[Records from a dataset]

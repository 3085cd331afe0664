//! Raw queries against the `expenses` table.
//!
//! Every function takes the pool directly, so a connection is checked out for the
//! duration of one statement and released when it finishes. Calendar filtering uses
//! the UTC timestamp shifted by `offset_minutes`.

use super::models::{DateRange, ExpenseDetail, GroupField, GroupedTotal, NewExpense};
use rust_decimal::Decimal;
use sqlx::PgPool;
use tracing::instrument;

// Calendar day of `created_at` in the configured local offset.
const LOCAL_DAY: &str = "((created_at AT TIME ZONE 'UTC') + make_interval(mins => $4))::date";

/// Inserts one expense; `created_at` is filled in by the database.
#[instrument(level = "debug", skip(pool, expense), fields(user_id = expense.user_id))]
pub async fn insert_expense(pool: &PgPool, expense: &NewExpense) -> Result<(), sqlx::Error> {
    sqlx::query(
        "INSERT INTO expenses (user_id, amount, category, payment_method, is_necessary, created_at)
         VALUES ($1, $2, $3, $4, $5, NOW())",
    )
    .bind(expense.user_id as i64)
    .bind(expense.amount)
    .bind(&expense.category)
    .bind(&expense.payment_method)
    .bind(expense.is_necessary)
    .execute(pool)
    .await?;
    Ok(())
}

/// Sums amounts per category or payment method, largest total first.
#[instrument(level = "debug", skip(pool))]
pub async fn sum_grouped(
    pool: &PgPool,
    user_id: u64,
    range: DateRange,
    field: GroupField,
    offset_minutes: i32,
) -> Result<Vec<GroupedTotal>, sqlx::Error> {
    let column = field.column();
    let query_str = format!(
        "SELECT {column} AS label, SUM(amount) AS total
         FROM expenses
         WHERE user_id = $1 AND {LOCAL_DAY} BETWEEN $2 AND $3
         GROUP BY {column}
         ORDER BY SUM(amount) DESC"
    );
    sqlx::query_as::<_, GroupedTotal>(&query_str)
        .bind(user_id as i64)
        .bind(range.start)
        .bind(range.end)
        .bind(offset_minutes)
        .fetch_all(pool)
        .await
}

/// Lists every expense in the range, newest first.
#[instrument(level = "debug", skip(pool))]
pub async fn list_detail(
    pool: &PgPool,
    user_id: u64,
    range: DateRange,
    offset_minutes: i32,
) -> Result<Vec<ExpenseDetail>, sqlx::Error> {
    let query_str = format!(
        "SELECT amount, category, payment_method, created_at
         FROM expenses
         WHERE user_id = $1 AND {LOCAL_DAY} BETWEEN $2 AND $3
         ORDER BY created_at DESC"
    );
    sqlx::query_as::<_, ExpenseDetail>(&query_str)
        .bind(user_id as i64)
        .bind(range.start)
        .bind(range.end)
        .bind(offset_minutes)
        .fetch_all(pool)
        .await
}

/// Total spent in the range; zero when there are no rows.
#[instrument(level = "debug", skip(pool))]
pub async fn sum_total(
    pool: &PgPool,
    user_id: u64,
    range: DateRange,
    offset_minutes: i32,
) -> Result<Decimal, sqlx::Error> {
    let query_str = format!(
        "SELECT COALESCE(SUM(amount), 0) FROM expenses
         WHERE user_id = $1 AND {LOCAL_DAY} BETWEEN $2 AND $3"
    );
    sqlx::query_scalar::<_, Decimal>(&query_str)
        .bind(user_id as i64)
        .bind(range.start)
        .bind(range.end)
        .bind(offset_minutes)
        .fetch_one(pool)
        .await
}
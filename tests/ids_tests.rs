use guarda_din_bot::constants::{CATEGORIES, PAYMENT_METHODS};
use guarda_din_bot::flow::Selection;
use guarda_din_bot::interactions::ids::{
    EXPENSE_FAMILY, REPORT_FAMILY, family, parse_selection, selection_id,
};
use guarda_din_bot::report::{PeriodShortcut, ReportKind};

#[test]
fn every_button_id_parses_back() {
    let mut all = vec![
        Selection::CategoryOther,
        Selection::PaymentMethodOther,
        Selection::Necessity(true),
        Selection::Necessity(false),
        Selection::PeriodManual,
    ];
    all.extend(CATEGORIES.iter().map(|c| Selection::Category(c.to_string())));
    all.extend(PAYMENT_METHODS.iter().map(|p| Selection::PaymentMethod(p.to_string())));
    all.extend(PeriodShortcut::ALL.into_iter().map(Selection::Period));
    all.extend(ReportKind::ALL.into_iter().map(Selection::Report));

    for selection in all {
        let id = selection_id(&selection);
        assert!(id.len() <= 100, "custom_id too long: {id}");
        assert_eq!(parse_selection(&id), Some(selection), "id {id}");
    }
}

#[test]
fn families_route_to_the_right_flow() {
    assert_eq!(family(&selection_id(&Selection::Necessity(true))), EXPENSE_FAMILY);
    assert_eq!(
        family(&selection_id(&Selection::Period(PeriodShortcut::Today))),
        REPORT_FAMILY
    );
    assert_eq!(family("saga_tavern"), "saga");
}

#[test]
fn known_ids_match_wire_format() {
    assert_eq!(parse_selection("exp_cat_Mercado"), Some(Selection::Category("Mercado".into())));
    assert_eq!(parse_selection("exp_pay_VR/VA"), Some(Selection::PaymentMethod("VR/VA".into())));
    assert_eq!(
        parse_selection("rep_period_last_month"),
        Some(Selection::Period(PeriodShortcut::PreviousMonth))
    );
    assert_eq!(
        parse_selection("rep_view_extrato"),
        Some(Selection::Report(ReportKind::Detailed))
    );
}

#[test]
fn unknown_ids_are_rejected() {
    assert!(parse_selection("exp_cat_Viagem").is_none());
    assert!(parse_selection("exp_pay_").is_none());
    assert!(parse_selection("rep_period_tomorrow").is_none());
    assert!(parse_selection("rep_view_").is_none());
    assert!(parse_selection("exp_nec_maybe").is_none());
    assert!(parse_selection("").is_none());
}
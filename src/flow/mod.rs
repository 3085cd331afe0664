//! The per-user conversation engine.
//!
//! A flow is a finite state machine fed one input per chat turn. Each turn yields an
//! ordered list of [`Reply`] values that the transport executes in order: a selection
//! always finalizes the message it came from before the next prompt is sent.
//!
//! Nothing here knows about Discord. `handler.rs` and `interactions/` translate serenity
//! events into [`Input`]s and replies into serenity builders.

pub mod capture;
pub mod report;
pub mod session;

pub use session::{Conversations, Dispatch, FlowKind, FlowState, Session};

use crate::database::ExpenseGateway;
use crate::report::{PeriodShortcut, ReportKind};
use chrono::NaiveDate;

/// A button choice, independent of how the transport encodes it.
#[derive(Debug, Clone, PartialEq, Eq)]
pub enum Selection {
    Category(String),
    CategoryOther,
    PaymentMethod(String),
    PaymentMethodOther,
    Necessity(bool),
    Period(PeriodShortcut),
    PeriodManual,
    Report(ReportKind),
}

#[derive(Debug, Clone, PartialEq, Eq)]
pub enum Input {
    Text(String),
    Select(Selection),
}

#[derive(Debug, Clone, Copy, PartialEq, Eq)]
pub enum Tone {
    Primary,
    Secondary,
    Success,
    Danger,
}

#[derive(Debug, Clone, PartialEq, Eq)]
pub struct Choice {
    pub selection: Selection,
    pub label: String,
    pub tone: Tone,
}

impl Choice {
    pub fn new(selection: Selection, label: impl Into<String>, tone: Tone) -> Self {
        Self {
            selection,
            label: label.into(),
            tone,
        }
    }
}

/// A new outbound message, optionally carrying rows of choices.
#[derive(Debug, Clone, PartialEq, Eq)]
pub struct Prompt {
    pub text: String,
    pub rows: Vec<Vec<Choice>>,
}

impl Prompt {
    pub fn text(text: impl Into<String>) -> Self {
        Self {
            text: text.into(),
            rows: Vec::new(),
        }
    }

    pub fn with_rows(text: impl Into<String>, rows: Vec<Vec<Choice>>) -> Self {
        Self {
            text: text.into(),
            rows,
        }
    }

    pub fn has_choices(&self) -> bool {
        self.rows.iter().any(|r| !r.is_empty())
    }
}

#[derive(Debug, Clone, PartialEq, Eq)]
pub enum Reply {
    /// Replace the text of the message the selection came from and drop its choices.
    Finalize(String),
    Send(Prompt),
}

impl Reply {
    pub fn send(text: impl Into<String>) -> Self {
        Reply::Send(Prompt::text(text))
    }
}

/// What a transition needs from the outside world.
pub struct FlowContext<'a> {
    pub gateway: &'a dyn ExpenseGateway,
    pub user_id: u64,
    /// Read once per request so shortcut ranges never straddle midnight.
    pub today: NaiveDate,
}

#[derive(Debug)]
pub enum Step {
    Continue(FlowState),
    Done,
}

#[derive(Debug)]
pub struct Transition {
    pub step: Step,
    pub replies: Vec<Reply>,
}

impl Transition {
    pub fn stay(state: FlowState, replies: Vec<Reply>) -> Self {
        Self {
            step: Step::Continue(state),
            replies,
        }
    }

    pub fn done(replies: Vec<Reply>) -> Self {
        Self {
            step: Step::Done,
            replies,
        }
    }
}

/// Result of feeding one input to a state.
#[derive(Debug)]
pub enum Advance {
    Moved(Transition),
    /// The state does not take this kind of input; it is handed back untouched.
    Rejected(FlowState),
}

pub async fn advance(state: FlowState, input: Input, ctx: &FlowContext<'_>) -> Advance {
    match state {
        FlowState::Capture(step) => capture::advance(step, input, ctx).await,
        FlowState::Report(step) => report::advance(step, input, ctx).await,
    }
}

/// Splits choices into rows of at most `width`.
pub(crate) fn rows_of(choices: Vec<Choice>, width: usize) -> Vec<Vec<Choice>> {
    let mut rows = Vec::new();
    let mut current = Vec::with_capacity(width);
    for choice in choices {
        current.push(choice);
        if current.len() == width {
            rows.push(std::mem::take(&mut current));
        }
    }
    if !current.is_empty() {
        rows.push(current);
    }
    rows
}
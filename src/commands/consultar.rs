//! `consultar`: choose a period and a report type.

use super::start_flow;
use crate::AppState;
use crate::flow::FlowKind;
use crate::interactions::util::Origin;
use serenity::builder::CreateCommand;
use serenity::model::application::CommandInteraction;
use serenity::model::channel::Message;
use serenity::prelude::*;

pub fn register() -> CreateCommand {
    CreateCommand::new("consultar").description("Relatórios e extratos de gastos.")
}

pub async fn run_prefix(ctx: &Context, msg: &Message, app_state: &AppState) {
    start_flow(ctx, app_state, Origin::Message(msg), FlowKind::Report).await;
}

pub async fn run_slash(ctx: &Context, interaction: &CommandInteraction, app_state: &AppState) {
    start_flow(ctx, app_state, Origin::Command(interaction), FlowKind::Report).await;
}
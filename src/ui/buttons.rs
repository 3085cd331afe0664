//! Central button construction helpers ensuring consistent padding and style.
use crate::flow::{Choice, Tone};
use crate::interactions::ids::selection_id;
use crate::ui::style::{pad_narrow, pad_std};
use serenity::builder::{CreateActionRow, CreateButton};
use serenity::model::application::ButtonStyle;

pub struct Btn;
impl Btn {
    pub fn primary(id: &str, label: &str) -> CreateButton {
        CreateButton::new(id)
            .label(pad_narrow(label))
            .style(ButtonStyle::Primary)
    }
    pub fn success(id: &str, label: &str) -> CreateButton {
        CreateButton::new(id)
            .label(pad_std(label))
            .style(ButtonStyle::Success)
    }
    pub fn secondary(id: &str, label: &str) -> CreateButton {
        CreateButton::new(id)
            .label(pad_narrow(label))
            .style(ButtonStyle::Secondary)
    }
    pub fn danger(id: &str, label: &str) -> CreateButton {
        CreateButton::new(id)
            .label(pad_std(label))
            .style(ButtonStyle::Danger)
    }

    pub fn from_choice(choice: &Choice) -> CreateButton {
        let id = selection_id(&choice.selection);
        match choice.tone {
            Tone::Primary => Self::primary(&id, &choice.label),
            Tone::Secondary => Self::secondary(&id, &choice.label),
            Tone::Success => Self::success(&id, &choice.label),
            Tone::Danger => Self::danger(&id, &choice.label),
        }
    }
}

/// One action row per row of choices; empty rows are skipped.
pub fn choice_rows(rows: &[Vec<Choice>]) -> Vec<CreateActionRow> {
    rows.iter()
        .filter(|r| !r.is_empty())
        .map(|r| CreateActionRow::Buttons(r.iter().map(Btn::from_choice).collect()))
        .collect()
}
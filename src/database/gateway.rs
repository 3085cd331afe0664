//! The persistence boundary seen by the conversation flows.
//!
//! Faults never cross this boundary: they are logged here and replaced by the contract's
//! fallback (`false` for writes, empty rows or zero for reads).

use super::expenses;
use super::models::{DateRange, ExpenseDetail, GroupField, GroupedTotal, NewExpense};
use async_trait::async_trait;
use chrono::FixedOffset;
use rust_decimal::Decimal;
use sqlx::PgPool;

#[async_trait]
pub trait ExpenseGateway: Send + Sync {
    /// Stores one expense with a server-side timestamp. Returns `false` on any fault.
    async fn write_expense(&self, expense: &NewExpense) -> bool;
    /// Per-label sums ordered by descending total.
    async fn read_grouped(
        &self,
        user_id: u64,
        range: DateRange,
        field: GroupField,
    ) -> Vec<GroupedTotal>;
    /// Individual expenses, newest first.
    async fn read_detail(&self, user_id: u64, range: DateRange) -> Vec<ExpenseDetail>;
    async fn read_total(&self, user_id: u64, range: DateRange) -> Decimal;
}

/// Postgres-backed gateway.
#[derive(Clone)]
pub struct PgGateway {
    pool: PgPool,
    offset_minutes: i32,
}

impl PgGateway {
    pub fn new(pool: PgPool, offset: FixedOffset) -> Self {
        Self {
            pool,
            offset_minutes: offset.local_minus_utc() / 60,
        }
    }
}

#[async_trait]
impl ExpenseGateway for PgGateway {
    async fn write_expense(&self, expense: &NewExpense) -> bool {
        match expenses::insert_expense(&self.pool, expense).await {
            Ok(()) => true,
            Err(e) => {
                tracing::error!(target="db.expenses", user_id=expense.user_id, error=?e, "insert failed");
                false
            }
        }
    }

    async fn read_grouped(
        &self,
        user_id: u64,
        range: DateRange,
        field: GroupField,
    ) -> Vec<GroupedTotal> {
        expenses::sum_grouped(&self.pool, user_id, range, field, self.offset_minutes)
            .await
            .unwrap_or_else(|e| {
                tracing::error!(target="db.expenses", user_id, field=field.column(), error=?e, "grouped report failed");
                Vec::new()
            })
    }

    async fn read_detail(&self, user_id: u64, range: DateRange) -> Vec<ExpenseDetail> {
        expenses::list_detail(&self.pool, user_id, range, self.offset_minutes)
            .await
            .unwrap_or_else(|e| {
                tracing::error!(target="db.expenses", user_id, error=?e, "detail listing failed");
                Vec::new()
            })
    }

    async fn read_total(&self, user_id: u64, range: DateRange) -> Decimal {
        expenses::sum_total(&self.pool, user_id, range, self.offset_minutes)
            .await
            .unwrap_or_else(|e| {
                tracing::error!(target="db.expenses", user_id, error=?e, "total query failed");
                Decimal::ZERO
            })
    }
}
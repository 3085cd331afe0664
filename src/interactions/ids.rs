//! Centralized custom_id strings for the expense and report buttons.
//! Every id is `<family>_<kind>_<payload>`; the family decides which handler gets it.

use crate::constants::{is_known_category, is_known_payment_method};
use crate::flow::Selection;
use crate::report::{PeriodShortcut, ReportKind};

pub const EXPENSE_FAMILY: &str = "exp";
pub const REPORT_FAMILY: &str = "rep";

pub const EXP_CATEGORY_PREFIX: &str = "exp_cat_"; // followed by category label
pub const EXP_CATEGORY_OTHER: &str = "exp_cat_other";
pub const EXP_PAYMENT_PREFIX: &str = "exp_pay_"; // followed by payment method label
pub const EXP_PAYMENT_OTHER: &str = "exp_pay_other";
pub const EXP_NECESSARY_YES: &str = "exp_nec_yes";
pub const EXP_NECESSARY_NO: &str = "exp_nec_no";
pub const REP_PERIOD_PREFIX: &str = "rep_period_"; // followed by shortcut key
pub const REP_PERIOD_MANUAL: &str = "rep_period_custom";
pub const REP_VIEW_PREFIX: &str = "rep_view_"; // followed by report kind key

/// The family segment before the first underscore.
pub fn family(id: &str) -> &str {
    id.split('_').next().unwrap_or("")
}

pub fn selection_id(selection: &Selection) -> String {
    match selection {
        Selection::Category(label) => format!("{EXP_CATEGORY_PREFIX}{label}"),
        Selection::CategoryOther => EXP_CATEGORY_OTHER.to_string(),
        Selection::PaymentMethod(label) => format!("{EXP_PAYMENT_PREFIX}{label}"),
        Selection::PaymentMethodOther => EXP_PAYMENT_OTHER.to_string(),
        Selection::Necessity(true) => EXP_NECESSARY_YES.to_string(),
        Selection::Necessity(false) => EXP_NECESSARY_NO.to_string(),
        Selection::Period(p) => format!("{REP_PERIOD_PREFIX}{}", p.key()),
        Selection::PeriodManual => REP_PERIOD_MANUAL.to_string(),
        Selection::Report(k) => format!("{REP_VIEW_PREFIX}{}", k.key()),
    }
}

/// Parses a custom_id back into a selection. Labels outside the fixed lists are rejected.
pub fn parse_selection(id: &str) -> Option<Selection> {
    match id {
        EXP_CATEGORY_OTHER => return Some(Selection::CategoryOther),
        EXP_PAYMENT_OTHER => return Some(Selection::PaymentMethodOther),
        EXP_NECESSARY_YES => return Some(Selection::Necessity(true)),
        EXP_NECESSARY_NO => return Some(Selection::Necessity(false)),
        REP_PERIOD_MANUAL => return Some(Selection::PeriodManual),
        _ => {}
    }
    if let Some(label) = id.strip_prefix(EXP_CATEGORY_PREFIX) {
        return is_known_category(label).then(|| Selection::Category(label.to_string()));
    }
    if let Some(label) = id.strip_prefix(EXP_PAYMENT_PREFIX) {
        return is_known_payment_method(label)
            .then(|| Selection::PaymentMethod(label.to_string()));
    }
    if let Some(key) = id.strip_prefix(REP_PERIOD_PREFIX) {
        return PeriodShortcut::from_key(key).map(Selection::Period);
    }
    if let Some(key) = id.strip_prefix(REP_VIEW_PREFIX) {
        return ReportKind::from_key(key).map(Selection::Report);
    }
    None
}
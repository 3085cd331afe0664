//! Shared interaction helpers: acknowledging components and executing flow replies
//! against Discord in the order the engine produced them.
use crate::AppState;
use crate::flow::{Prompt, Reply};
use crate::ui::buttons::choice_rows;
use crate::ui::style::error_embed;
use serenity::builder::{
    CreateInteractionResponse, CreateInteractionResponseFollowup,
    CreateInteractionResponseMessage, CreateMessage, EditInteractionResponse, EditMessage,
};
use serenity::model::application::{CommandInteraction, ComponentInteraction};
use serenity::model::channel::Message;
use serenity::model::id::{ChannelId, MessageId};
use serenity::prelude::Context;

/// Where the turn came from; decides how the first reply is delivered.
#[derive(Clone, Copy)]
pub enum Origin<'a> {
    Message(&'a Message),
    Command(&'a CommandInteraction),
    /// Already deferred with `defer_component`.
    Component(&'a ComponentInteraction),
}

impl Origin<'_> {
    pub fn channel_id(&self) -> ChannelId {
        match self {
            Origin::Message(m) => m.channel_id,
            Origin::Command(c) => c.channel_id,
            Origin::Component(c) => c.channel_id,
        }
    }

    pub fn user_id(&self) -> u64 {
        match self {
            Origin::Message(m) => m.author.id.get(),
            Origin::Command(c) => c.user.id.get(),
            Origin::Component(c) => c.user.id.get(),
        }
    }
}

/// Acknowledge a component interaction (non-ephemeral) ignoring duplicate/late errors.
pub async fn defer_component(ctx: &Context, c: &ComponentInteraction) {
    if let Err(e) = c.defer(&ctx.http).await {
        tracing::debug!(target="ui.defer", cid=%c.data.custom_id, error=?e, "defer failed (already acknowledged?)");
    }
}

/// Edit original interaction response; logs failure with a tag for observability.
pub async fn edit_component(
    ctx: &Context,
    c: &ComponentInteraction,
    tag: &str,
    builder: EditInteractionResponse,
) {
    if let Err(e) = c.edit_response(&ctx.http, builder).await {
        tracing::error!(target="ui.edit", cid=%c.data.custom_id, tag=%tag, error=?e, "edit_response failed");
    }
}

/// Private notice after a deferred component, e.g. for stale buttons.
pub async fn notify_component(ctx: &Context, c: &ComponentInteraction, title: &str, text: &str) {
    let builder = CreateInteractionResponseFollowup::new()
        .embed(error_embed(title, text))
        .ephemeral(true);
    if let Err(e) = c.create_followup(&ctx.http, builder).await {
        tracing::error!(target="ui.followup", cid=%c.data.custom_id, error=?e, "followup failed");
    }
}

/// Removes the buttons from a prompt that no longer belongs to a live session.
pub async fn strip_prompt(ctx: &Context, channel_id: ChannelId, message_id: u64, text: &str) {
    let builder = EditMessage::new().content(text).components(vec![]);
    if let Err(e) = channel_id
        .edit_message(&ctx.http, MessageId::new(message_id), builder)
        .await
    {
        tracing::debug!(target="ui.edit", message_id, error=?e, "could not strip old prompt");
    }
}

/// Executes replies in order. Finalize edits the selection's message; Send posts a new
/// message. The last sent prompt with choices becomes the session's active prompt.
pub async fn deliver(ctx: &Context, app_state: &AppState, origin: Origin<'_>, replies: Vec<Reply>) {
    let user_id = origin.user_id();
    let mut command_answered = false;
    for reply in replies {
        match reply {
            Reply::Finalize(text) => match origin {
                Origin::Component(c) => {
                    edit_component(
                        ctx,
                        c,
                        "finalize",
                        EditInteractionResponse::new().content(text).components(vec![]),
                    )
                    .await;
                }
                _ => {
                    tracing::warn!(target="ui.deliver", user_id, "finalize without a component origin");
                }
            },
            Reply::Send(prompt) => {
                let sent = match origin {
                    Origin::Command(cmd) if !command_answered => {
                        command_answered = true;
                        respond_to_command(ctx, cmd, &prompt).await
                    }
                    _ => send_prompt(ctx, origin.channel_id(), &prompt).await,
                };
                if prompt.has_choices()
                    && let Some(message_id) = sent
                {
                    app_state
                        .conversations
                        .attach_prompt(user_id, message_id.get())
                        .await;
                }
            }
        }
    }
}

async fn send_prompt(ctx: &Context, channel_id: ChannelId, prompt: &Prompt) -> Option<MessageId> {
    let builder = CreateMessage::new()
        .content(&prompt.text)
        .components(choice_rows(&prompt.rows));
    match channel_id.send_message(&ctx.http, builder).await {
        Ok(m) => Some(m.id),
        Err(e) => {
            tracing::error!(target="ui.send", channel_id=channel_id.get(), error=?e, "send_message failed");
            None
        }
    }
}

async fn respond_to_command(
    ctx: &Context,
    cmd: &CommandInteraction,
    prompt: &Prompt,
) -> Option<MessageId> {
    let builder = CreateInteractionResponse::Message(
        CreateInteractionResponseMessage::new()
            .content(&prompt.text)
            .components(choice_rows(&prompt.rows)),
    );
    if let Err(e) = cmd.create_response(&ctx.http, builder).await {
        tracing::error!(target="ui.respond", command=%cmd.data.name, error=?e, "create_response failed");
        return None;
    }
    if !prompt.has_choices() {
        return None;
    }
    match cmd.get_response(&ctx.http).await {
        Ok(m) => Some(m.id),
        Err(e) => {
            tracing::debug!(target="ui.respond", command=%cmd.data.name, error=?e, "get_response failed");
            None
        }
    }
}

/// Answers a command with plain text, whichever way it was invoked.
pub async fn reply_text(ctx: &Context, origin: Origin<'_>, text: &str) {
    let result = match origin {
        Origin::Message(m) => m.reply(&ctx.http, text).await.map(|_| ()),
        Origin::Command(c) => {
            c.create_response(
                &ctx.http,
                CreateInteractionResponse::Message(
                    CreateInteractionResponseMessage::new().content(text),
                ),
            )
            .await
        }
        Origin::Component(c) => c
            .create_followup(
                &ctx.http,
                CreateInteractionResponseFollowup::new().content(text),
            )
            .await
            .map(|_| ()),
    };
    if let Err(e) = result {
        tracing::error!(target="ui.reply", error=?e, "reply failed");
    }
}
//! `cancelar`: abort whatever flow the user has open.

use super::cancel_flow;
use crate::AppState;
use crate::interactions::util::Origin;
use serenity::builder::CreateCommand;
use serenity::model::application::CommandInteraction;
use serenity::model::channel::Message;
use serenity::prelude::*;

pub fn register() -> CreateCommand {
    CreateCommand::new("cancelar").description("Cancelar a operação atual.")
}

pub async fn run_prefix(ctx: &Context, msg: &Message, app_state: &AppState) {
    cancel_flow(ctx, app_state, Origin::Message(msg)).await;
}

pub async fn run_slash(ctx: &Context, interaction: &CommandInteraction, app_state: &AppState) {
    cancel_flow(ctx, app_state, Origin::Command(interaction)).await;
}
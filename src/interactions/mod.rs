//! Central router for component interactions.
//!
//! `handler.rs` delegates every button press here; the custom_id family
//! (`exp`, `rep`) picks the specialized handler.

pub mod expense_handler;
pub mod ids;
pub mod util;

→ EXERCISE GOAL
Out of the data above, transcribe exactly and only the lines starting with the line that has "u64, text: &str)" and going on through the line that has "session's active prompt.", both included.

→ RESPONSE
pub async fn strip_prompt(ctx: &Context, channel_id: ChannelId, message_id: u64, text: &str) {
    let builder = EditMessage::new().content(text).components(vec![]);
    if let Err(e) = channel_id
        .edit_message(&ctx.http, MessageId::new(message_id), builder)
        .await
    {
        tracing::debug!(target="ui.edit", message_id, error=?e, "could not strip old prompt");
    }
}

/// Executes replies in order. Finalize edits the selection's message; Send posts a new
/// message. The last sent prompt with choices becomes the session's active prompt.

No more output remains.